Fitness Apps Are Terrible For My Health

Fitness apps are ruining my health. It's bad enough that I'm regularly bombarded with signs on the tube telling my I'm not taking enough of every vitamin ever created. So why on earth would I voluntarily submit to this guilt-ridden abuse via my smartphone as well?

Fitness apps are ruining my health.

It's bad enough that I'm regularly bombarded with signs on the tube telling my I'm not taking enough of every vitamin ever created. So why on earth would I voluntarily submit to this guilt-ridden abuse via my smartphone as well?

First off let me ask you this, how many people have you seen actually wearing a fitness tracker? I travel on a bus and a tube every day and not once have I see a single Fitbit Flex, Jawbone UP or Garmin Vivofit.

They must be somewhere otherwise why would these companies keep making them? One theory I've had is that a group of altruistic tech-savvy farmers have bought the entire lot for their livestock. A happy sheep is an active sheep.

Or perhaps I don't see them around for another reason, which is this: we're not perfect and we don't want to be.

Ultimately it boils down to two very different types of fitness product (be it hardware or software): the ones that keep us moving and the ones that want us to move faster.

The problem is is that the second of those has started asking too much of us.

I propose that the average person (to whom these companies are trying to convert) will be interested in knowing a) how many steps they take, b) how far they've travelled c) whether or not these two things combined have turned them into an urban Hercules.

On finding that c) has not been achieved they'll shrug their shoulders, and think that maybe they'll go for a walk tomorrow.

The Misfit Shine falls into the first of these two categories; it's devilishly simple and gives you the absolute minimum amount of information you need to stay healthy and active.

It works, you stop becoming a calorie counting obsessive and instead you look down, see what you've done and think 'OK, so maybe I should go for a walk at lunch'.

With health experts constantly stressing the importance of just staying mobile the Shine can ask as little as that but yet still giving you the option to take things more seriously if you want.

What worries me are the apps and products that turn 'wellbeing' into a competition.

These are the apps that start asking me what my mood is when I've woken up (it's obviously livid, you've just woken me up), the apps that want to know how much coffee I've drunk and the apps that measure my heart rate.

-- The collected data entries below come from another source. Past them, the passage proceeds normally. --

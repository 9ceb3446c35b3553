// CohortQuery - core/export.rs
//
// CSV and JSON export of flattened roster rows.
// Core layer: writes to any Write trait object.

use crate::core::model::DataRow;
use crate::util::error::ExportError;
use std::io::Write;
use std::path::Path;

/// Export rows to CSV format.
///
/// Writes: full_name, house, adviser, cohort
pub fn export_csv<W: Write>(
    rows: &[DataRow],
    writer: W,
    export_path: &Path,
) -> Result<usize, ExportError> {
    let mut csv_writer = csv::Writer::from_writer(writer);

    let csv_err = |e: csv::Error| ExportError::Csv {
        path: export_path.to_path_buf(),
        source: e,
    };

    csv_writer
        .write_record(["full_name", "house", "adviser", "cohort"])
        .map_err(csv_err)?;

    let mut count = 0;
    for row in rows {
        csv_writer
            .write_record([&row.full_name, &row.house, &row.adviser, &row.cohort])
            .map_err(csv_err)?;
        count += 1;
    }

    csv_writer.flush().map_err(|e| ExportError::Io {
        path: export_path.to_path_buf(),
        source: e,
    })?;

    tracing::debug!(path = %export_path.display(), rows = count, "CSV export complete");
    Ok(count)
}

/// Export rows to JSON format (array of objects).
pub fn export_json<W: Write>(
    rows: &[DataRow],
    writer: W,
    export_path: &Path,
) -> Result<usize, ExportError> {
    serde_json::to_writer_pretty(writer, rows).map_err(|e| ExportError::Json {
        path: export_path.to_path_buf(),
        source: e,
    })?;
    tracing::debug!(path = %export_path.display(), rows = rows.len(), "JSON export complete");
    Ok(rows.len())
}

#[cfg(test)]
mod tests {
    use super::*;
    use std::path::PathBuf;

    fn make_row(full_name: &str, house: &str, cohort: &str) -> DataRow {
        DataRow {
            full_name: full_name.to_string(),
            house: house.to_string(),
            adviser: "McGonagall".to_string(),
            cohort: cohort.to_string(),
        }
    }

    #[test]
    fn test_csv_export() {
        let rows = vec![
            make_row("Harry Potter", "Gryffindor", "Fall 2015"),
            make_row("Luna Lovegood", "Dumbledore's Army", "Spring 2016"),
        ];
        let mut buf = Vec::new();
        let count = export_csv(&rows, &mut buf, &PathBuf::from("out.csv")).unwrap();
        assert_eq!(count, 2);

        let output = String::from_utf8(buf).unwrap();
        let mut lines = output.lines();
        assert_eq!(lines.next(), Some("full_name,house,adviser,cohort"));
        assert_eq!(
            lines.next(),
            Some("Harry Potter,Gryffindor,McGonagall,Fall 2015")
        );
        assert!(output.contains("Dumbledore's Army"));
    }

    #[test]
    fn test_json_export() {
        let rows = vec![make_row("Harry Potter", "Gryffindor", "Fall 2015")];
        let mut buf = Vec::new();
        let count = export_json(&rows, &mut buf, &PathBuf::from("out.json")).unwrap();
        assert_eq!(count, 1);

        let value: serde_json::Value = serde_json::from_slice(&buf).unwrap();
        assert_eq!(value[0]["full_name"], "Harry Potter");
        assert_eq!(value[0]["cohort"], "Fall 2015");
    }
}
//! Terminal outcome classification.
//!
//! Turns the final `EndOfJob` record into one of a handful of outcomes the
//! front end can map to a notification, plus the failed/skipped lists for
//! an optional detail view.

use std::fmt;

use tracing::warn;

use super::status::{JobStatus, TransferDetail, TransferStatus};

/// What the user is told about a finished job.
#[derive(Debug, Clone, PartialEq, Eq)]
pub enum TransferOutcome {
    Succeeded,
    CompletedWithErrors,
    CompletedWithSkipped,
    CompletedWithErrorsAndSkipped,
    Cancelled,
    /// `message` is the engine's `ErrorMsg` or a local diagnostic; `None`
    /// means the cause is unknown.
    Failed { message: Option<String> },
}

impl TransferOutcome {
    pub fn is_success(&self) -> bool {
        matches!(self, TransferOutcome::Succeeded)
    }

    /// Metric label / short name.
    pub fn label(&self) -> &'static str {
        match self {
            TransferOutcome::Succeeded => "succeeded",
            TransferOutcome::CompletedWithErrors => "completed_with_errors",
            TransferOutcome::CompletedWithSkipped => "completed_with_skipped",
            TransferOutcome::CompletedWithErrorsAndSkipped => "completed_with_errors_and_skipped",
            TransferOutcome::Cancelled => "cancelled",
            TransferOutcome::Failed { .. } => "failed",
        }
    }

    /// The job status an engine would report for this outcome.
    fn expected_job_status(&self) -> JobStatus {
        match self {
            TransferOutcome::Succeeded => JobStatus::Completed,
            TransferOutcome::CompletedWithErrors => JobStatus::CompletedWithErrors,
            TransferOutcome::CompletedWithSkipped => JobStatus::CompletedWithSkipped,
            TransferOutcome::CompletedWithErrorsAndSkipped => {
                JobStatus::CompletedWithErrorsAndSkipped
            }
            TransferOutcome::Cancelled => JobStatus::Cancelled,
            TransferOutcome::Failed { .. } => JobStatus::Failed,
        }
    }

    /// Notification text for a job described as `what` (e.g. `"Upload of 'photos'"`).
    pub fn user_message(&self, what: &str, failed: usize, skipped: usize) -> String {
        match self {
            TransferOutcome::Succeeded => format!("{} completed.", what),
            TransferOutcome::CompletedWithErrors => {
                format!("{} completed with {} failed transfer(s).", what, failed)
            }
            TransferOutcome::CompletedWithSkipped => {
                format!("{} completed with {} skipped transfer(s).", what, skipped)
            }
            TransferOutcome::CompletedWithErrorsAndSkipped => format!(
                "{} completed with {} failed and {} skipped transfer(s).",
                what, failed, skipped
            ),
            TransferOutcome::Cancelled => format!("{} was cancelled.", what),
            TransferOutcome::Failed { message: Some(m) } => format!("{} failed: {}", what, m),
            TransferOutcome::Failed { message: None } => {
                format!("{} failed with an unknown error.", what)
            }
        }
    }
}

impl fmt::Display for TransferOutcome {
    fn fmt(&self, f: &mut fmt::Formatter<'_>) -> fmt::Result {
        f.write_str(self.label())
    }
}

/// The derived outcome disagrees with the reported `JobStatus`.
#[derive(Debug, Clone, PartialEq, Eq)]
pub struct OutcomeMismatch {
    pub reported: JobStatus,
    pub derived: JobStatus,
}

/// Result of classifying a terminal record.
#[derive(Debug, Clone, PartialEq)]
pub struct Classification {
    pub outcome: TransferOutcome,
    pub failed: Vec<TransferDetail>,
    pub skipped: Vec<TransferDetail>,
    pub mismatch: Option<OutcomeMismatch>,
}

impl Classification {
    /// Outcome for a job whose engine went away without a terminal record.
    pub fn unknown_failure(detail: Option<String>) -> Self {
        Self {
            outcome: TransferOutcome::Failed { message: detail },
            failed: Vec::new(),
            skipped: Vec::new(),
            mismatch: None,
        }
    }

    pub fn user_message(&self, what: &str) -> String {
        self.outcome
            .user_message(what, self.failed.len(), self.skipped.len())
    }
}

/// Classify a record.  `Progress` records have no outcome yet.
pub fn classify(status: &TransferStatus) -> Option<Classification> {
    match status {
        TransferStatus::Progress(_) => None,
        TransferStatus::EndOfJob(_) => Some(classify_terminal(status)),
    }
}

fn classify_terminal(status: &TransferStatus) -> Classification {
    let record = status.record();
    let failed = record.failed_transfers.clone();
    let skipped = record.skipped_transfers.clone();

    let outcome = if record.job_status == JobStatus::Cancelled {
        TransferOutcome::Cancelled
    } else if record.job_status == JobStatus::Failed || record.error_msg.is_some() {
        TransferOutcome::Failed {
            message: record.error_msg.clone(),
        }
    } else {
        match (failed.is_empty(), skipped.is_empty()) {
            (true, true) => TransferOutcome::Succeeded,
            (false, true) => TransferOutcome::CompletedWithErrors,
            (true, false) => TransferOutcome::CompletedWithSkipped,
            (false, false) => TransferOutcome::CompletedWithErrorsAndSkipped,
        }
    };

    // An ErrorMsg overrides whatever the status string says, so only
    // cross-check outcomes derived from the lists.
    let derived = outcome.expected_job_status();
    let mismatch = if derived != record.job_status && record.error_msg.is_none() {
        warn!(
            reported = %record.job_status,
            derived = %derived,
            failed = failed.len(),
            skipped = skipped.len(),
            "Transfer status disagrees with reported failed/skipped lists"
        );
        Some(OutcomeMismatch {
            reported: record.job_status,
            derived,
        })
    } else {
        None
    };

    Classification {
        outcome,
        failed,
        skipped,
        mismatch,
    }
}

They put our health front and centre on the screens of our smartphones, and then start comparing us with the rest of the world. All while reminding us to get moving, eat better and sit up straight.

The problem with this is that they're trying to turn us into the perfect human being, who drinks just under the caffeine limit, does yoga every morning and feels bright and refreshed when we wake up.

There are those for which these apps will be perfect, they'll have the flexibility in their lives to follow the advice given and might even see improvements from better sleep to generally feeling happier. In other cases they'll be genuinely medically useful. But for the majority of us I just can't help feeling that it's all becoming a step too far.

Doctors know what they're doing, we pay our taxes for precisely that reason, the moment we start trying to analyse our own wellbeing beyond what we fully understand we open up an entirely new can of worms.